### Task to carry out
In the data that follows, how many lines contain the word "their"? Give only that number.

### Records shown
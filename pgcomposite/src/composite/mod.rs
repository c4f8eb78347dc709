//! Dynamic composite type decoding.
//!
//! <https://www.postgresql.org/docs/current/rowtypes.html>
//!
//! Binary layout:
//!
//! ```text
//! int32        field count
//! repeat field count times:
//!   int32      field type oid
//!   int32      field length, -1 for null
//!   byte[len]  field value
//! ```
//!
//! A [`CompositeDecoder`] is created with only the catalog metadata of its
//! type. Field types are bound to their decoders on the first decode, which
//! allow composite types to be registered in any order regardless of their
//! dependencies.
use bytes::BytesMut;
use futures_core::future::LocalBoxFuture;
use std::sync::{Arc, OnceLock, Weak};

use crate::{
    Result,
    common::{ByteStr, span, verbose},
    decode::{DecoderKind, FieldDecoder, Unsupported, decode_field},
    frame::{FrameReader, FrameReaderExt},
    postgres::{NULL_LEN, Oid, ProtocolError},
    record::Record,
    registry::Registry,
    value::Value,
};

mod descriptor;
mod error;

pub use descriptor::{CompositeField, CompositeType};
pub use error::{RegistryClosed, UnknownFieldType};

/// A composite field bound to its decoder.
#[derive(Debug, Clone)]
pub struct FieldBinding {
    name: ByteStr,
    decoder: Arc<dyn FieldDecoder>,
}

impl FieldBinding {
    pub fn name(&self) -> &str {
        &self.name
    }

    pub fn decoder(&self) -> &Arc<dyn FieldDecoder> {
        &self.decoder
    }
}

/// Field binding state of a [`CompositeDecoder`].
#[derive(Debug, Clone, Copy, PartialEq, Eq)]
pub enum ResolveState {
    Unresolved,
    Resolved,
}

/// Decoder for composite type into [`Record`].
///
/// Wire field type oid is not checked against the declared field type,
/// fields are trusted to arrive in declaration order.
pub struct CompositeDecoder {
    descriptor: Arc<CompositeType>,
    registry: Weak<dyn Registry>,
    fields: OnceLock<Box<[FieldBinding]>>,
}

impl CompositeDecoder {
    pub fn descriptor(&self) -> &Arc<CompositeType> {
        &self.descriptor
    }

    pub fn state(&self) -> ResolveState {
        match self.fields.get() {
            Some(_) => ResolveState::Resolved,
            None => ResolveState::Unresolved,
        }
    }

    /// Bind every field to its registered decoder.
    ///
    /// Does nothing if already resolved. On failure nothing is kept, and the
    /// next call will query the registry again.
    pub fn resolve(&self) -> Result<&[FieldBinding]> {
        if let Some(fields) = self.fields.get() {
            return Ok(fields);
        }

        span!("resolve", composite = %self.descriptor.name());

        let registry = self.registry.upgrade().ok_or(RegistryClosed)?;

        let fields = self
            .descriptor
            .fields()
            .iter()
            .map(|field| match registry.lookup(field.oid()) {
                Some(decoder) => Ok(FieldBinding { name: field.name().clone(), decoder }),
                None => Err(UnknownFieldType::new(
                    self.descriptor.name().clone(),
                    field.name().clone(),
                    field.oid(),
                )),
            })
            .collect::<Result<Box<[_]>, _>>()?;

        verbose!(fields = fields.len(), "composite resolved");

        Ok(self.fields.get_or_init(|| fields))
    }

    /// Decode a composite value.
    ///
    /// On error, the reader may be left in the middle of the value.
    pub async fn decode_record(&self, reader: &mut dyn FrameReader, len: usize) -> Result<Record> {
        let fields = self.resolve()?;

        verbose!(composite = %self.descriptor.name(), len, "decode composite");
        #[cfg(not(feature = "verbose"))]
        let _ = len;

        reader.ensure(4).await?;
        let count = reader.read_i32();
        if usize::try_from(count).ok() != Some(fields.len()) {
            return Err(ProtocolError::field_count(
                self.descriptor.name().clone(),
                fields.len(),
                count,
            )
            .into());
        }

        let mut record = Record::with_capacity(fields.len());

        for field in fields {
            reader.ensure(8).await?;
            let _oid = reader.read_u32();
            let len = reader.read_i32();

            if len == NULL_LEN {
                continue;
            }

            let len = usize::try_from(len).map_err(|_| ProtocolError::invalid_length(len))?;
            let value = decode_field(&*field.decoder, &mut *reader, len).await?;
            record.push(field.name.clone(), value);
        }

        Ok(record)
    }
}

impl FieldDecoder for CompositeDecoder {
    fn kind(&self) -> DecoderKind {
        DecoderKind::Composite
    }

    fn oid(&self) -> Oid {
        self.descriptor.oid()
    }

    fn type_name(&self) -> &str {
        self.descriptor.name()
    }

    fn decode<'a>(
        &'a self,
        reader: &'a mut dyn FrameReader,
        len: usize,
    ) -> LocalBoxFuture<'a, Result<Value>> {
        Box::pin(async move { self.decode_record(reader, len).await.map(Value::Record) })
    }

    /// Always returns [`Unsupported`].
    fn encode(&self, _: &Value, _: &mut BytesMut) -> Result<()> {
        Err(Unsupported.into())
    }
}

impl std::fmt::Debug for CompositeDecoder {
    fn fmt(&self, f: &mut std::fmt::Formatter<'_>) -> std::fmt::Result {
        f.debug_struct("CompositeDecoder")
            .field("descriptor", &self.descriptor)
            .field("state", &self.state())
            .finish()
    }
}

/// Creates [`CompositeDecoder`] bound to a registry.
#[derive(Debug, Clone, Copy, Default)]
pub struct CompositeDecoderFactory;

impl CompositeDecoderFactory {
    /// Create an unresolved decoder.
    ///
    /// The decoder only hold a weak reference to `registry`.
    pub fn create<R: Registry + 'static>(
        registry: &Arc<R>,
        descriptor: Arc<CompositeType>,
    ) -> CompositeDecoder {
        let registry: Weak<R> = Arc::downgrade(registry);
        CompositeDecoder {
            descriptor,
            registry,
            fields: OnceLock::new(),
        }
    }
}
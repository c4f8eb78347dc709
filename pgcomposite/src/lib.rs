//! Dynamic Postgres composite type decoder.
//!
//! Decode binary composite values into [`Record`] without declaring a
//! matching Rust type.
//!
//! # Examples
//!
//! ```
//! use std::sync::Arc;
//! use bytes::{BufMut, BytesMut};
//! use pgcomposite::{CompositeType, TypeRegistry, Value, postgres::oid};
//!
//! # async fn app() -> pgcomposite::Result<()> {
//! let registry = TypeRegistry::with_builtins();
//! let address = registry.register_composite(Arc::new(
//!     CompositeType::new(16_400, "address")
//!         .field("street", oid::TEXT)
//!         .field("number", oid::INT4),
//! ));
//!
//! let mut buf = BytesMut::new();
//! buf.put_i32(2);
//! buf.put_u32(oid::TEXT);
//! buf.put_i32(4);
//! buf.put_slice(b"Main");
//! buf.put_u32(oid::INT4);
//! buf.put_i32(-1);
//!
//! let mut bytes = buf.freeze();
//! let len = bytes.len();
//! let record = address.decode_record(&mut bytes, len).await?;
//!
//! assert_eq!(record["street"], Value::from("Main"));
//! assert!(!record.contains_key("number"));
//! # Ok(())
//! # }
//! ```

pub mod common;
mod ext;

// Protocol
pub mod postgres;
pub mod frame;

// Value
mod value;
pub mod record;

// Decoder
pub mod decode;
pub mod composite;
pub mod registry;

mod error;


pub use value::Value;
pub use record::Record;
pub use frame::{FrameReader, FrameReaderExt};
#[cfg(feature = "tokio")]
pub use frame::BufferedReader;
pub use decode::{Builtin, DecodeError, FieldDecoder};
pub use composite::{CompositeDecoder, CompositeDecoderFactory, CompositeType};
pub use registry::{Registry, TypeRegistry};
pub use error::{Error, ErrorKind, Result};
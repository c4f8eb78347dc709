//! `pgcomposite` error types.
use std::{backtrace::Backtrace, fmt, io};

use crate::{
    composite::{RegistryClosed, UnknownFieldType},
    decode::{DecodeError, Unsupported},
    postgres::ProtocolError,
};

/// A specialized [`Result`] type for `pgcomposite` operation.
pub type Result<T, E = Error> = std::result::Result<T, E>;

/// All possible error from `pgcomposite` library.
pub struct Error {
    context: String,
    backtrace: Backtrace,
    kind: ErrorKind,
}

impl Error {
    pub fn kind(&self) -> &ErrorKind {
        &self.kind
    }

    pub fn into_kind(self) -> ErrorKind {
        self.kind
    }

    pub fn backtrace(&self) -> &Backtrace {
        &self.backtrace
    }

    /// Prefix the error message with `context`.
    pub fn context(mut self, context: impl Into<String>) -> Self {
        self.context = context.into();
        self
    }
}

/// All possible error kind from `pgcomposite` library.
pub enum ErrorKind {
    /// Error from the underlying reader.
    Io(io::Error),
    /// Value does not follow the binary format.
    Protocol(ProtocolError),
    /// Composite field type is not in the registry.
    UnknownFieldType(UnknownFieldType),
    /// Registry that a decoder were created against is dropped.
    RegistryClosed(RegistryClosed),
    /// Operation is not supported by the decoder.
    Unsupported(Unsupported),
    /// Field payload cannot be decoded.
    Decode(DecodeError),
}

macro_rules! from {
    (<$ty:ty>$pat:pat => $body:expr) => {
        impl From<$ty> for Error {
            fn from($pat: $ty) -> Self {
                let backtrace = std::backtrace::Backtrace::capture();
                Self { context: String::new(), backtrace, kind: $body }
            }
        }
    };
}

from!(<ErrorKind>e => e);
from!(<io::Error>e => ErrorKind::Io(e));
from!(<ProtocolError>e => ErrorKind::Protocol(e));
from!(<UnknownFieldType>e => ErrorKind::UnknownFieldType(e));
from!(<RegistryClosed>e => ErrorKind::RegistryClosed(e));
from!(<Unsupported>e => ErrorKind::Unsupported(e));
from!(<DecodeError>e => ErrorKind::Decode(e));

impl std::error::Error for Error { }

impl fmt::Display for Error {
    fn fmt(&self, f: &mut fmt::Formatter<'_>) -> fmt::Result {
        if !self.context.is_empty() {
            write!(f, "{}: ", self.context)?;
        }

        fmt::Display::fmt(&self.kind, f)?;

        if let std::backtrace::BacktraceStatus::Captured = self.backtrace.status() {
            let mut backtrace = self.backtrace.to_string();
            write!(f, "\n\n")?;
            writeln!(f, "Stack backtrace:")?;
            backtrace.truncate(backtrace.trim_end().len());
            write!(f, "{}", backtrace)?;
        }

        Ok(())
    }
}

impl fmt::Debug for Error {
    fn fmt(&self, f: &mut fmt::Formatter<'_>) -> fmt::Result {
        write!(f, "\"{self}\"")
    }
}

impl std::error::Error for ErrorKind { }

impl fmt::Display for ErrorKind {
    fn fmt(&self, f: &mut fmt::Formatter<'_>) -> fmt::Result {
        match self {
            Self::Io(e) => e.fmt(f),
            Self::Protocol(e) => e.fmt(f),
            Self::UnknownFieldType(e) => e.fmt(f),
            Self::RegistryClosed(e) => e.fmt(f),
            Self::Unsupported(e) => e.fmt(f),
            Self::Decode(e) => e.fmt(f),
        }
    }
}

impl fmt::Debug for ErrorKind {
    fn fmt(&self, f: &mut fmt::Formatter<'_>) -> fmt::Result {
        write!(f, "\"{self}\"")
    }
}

### Answer to the problem
2